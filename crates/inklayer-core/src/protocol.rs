//! Wire protocol shared by peers and the relay.
//!
//! Every frame is a JSON object: the routing envelope (`roomId`, `authorId`)
//! flattened together with one event tagged by `event`.
//!
//! ```json
//! { "event": "drawing", "roomId": "r1", "authorId": "u1", "type": "move",
//!   "pos": { "x": 50, "y": 10 }, "mode": "brush", "color": "#000000",
//!   "width": 5, "strokeId": "s1" }
//! { "event": "undo", "roomId": "r1", "authorId": "u1", "canvasData": "data:image/png;base64,..." }
//! ```

use crate::presence::Participant;
use crate::style::{StrokeColor, StrokeMode};
use kurbo::Point;
use serde::{Deserialize, Serialize};
use thiserror::Error;

/// Author id used by the relay for events it originates itself.
pub const RELAY_AUTHOR_ID: &str = "relay";

/// Protocol errors.
#[derive(Debug, Error)]
pub enum ProtocolError {
    #[error("Malformed message: {0}")]
    Malformed(#[from] serde_json::Error),
    #[error("Missing author id")]
    MissingAuthor,
    #[error("Invalid point: ({0}, {1})")]
    InvalidPoint(f64, f64),
    #[error("Invalid stroke width: {0}")]
    InvalidWidth(f64),
}

/// Result type for protocol operations.
pub type ProtocolResult<T> = Result<T, ProtocolError>;

/// A point on the wire.
#[derive(Debug, Clone, Copy, PartialEq, Serialize, Deserialize)]
pub struct WirePoint {
    pub x: f64,
    pub y: f64,
}

impl WirePoint {
    pub fn new(x: f64, y: f64) -> Self {
        Self { x, y }
    }

    pub fn is_finite(&self) -> bool {
        self.x.is_finite() && self.y.is_finite()
    }
}

impl From<Point> for WirePoint {
    fn from(p: Point) -> Self {
        Self::new(p.x, p.y)
    }
}

impl From<WirePoint> for Point {
    fn from(p: WirePoint) -> Self {
        Point::new(p.x, p.y)
    }
}

/// Phase of a stroke within a `drawing` event.
#[derive(Debug, Clone, Copy, PartialEq, Eq, Serialize, Deserialize)]
#[serde(rename_all = "lowercase")]
pub enum StrokePhase {
    Start,
    Move,
    End,
}

/// Room-scoped events.
#[derive(Debug, Clone, PartialEq, Serialize, Deserialize)]
#[serde(tag = "event", rename_all = "kebab-case", rename_all_fields = "camelCase")]
pub enum WireEvent {
    /// A peer announces itself to the room.
    JoinRoom {
        user_id: String,
        username: String,
        color: StrokeColor,
    },
    /// One sampled point of a stroke.
    Drawing {
        #[serde(rename = "type")]
        phase: StrokePhase,
        pos: WirePoint,
        mode: StrokeMode,
        color: StrokeColor,
        width: f64,
        stroke_id: String,
    },
    /// Cursor position normalized to `[0, 1]`, `None` when off-canvas.
    CursorMove { pos: Option<WirePoint> },
    /// The author wiped their own layer.
    ClearCanvas {},
    /// The author's full layer after an undo.
    Undo { canvas_data: String },
    /// The author's full layer after a redo.
    Redo { canvas_data: String },
    /// Ask every peer for its current layer.
    RequestCanvasState {},
    /// The author's current layer, in answer to a request.
    CanvasState { canvas_data: String },
    /// Full roster of the room.
    UsersUpdate { users: Vec<Participant> },
    /// A participant entered the room.
    UserJoined {
        user_id: String,
        username: String,
        color: StrokeColor,
    },
    /// A participant left the room.
    UserLeft {
        user_id: String,
        #[serde(default, skip_serializing_if = "Option::is_none")]
        username: Option<String>,
    },
    /// The relay settled on a different username for this peer.
    UsernameAssigned { username: String },
    /// Relay-side error.
    Error { message: String },
}

impl WireEvent {
    /// Wire name of the event.
    pub fn name(&self) -> &'static str {
        match self {
            WireEvent::JoinRoom { .. } => "join-room",
            WireEvent::Drawing { .. } => "drawing",
            WireEvent::CursorMove { .. } => "cursor-move",
            WireEvent::ClearCanvas {} => "clear-canvas",
            WireEvent::Undo { .. } => "undo",
            WireEvent::Redo { .. } => "redo",
            WireEvent::RequestCanvasState {} => "request-canvas-state",
            WireEvent::CanvasState { .. } => "canvas-state",
            WireEvent::UsersUpdate { .. } => "users-update",
            WireEvent::UserJoined { .. } => "user-joined",
            WireEvent::UserLeft { .. } => "user-left",
            WireEvent::UsernameAssigned { .. } => "username-assigned",
            WireEvent::Error { .. } => "error",
        }
    }
}

/// Routing envelope around a [`WireEvent`].
#[derive(Debug, Clone, PartialEq, Serialize, Deserialize)]
#[serde(rename_all = "camelCase")]
pub struct Envelope {
    pub room_id: String,
    pub author_id: String,
    #[serde(flatten)]
    pub event: WireEvent,
}

impl Envelope {
    pub fn new(room_id: impl Into<String>, author_id: impl Into<String>, event: WireEvent) -> Self {
        Self {
            room_id: room_id.into(),
            author_id: author_id.into(),
            event,
        }
    }

    /// Parse and validate an inbound frame.
    pub fn parse(json: &str) -> ProtocolResult<Self> {
        let envelope: Envelope = serde_json::from_str(json)?;
        envelope.validate()?;
        Ok(envelope)
    }

    /// Serialize to a JSON text frame.
    pub fn to_json(&self) -> ProtocolResult<String> {
        Ok(serde_json::to_string(self)?)
    }

    /// Check invariants serde cannot express.
    pub fn validate(&self) -> ProtocolResult<()> {
        if self.author_id.trim().is_empty() {
            return Err(ProtocolError::MissingAuthor);
        }
        match &self.event {
            WireEvent::Drawing { pos, width, .. } => {
                if !pos.is_finite() {
                    return Err(ProtocolError::InvalidPoint(pos.x, pos.y));
                }
                if !width.is_finite() || *width <= 0.0 {
                    return Err(ProtocolError::InvalidWidth(*width));
                }
            }
            WireEvent::CursorMove { pos: Some(pos) } if !pos.is_finite() => {
                return Err(ProtocolError::InvalidPoint(pos.x, pos.y));
            }
            _ => {}
        }
        Ok(())
    }
}

#[cfg(test)]
mod tests {
    use super::*;

    #[test]
    fn test_drawing_wire_shape() {
        let env = Envelope::new(
            "room",
            "alice",
            WireEvent::Drawing {
                phase: StrokePhase::Move,
                pos: WirePoint::new(50.0, 10.0),
                mode: StrokeMode::Brush,
                color: StrokeColor::black(),
                width: 5.0,
                stroke_id: "s1".to_string(),
            },
        );
        let json = env.to_json().unwrap();
        let value: serde_json::Value = serde_json::from_str(&json).unwrap();
        assert_eq!(value["event"], "drawing");
        assert_eq!(value["type"], "move");
        assert_eq!(value["roomId"], "room");
        assert_eq!(value["authorId"], "alice");
        assert_eq!(value["strokeId"], "s1");
        assert_eq!(value["color"], "#000000");
        assert_eq!(value["pos"]["x"], 50.0);

        assert_eq!(Envelope::parse(&json).unwrap(), env);
    }

    #[test]
    fn test_empty_events_parse() {
        let json = r#"{"event":"clear-canvas","roomId":"r","authorId":"bob"}"#;
        let env = Envelope::parse(json).unwrap();
        assert_eq!(env.event, WireEvent::ClearCanvas {});
        assert_eq!(env.event.name(), "clear-canvas");

        let json = r#"{"event":"request-canvas-state","roomId":"r","authorId":"bob"}"#;
        assert_eq!(Envelope::parse(json).unwrap().event, WireEvent::RequestCanvasState {});
    }

    #[test]
    fn test_snapshot_event_field_names() {
        let env = Envelope::new("r", "a", WireEvent::Undo { canvas_data: "data:x".into() });
        let json = env.to_json().unwrap();
        assert!(json.contains("\"canvasData\":\"data:x\""));
        assert!(json.contains("\"event\":\"undo\""));
    }

    #[test]
    fn test_cursor_null() {
        let json = r#"{"event":"cursor-move","roomId":"r","authorId":"bob","pos":null}"#;
        let env = Envelope::parse(json).unwrap();
        assert_eq!(env.event, WireEvent::CursorMove { pos: None });
    }

    #[test]
    fn test_missing_author_rejected() {
        let json = r#"{"event":"clear-canvas","roomId":"r"}"#;
        assert!(matches!(Envelope::parse(json), Err(ProtocolError::Malformed(_))));

        let json = r#"{"event":"clear-canvas","roomId":"r","authorId":"  "}"#;
        assert!(matches!(Envelope::parse(json), Err(ProtocolError::MissingAuthor)));
    }

    #[test]
    fn test_malformed_point_rejected() {
        let json = r##"{"event":"drawing","roomId":"r","authorId":"bob","type":"move","pos":{"x":"a","y":1},"mode":"brush","color":"#000","width":2,"strokeId":"s"}"##;
        assert!(Envelope::parse(json).is_err());

        let json = r##"{"event":"drawing","roomId":"r","authorId":"bob","type":"move","pos":{"x":1,"y":1},"mode":"brush","color":"#000","width":0,"strokeId":"s"}"##;
        assert!(matches!(Envelope::parse(json), Err(ProtocolError::InvalidWidth(_))));
    }

    #[test]
    fn test_unknown_event_rejected() {
        let json = r#"{"event":"teleport","roomId":"r","authorId":"bob"}"#;
        assert!(Envelope::parse(json).is_err());
    }

    #[test]
    fn test_users_update() {
        let json = r##"{"event":"users-update","roomId":"r","authorId":"relay","users":[{"userId":"u1","username":"Ann","color":"#ff0000"}]}"##;
        let env = Envelope::parse(json).unwrap();
        match env.event {
            WireEvent::UsersUpdate { users } => {
                assert_eq!(users.len(), 1);
                assert_eq!(users[0].user_id, "u1");
                assert_eq!(users[0].color, StrokeColor::new(255, 0, 0, 255));
            }
            other => panic!("Wrong event: {:?}", other),
        }
    }
}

==*==

### YOUR INSTRUCTIONS
Please transcribe only the lines in the records above running from the line that has "a stroke within" through the line that has "of a stroke.", both included, exactly as they appear.

### TASK SOLUTION
/// Phase of a stroke within a `drawing` event.
#[derive(Debug, Clone, Copy, PartialEq, Eq, Serialize, Deserialize)]
#[serde(rename_all = "lowercase")]
pub enum StrokePhase {
    Start,
    Move,
    End,
}

/// Room-scoped events.
#[derive(Debug, Clone, PartialEq, Serialize, Deserialize)]
#[serde(tag = "event", rename_all = "kebab-case", rename_all_fields = "camelCase")]
pub enum WireEvent {
    /// A peer announces itself to the room.
    JoinRoom {
        user_id: String,
        username: String,
        color: StrokeColor,
    },
    /// One sampled point of a stroke.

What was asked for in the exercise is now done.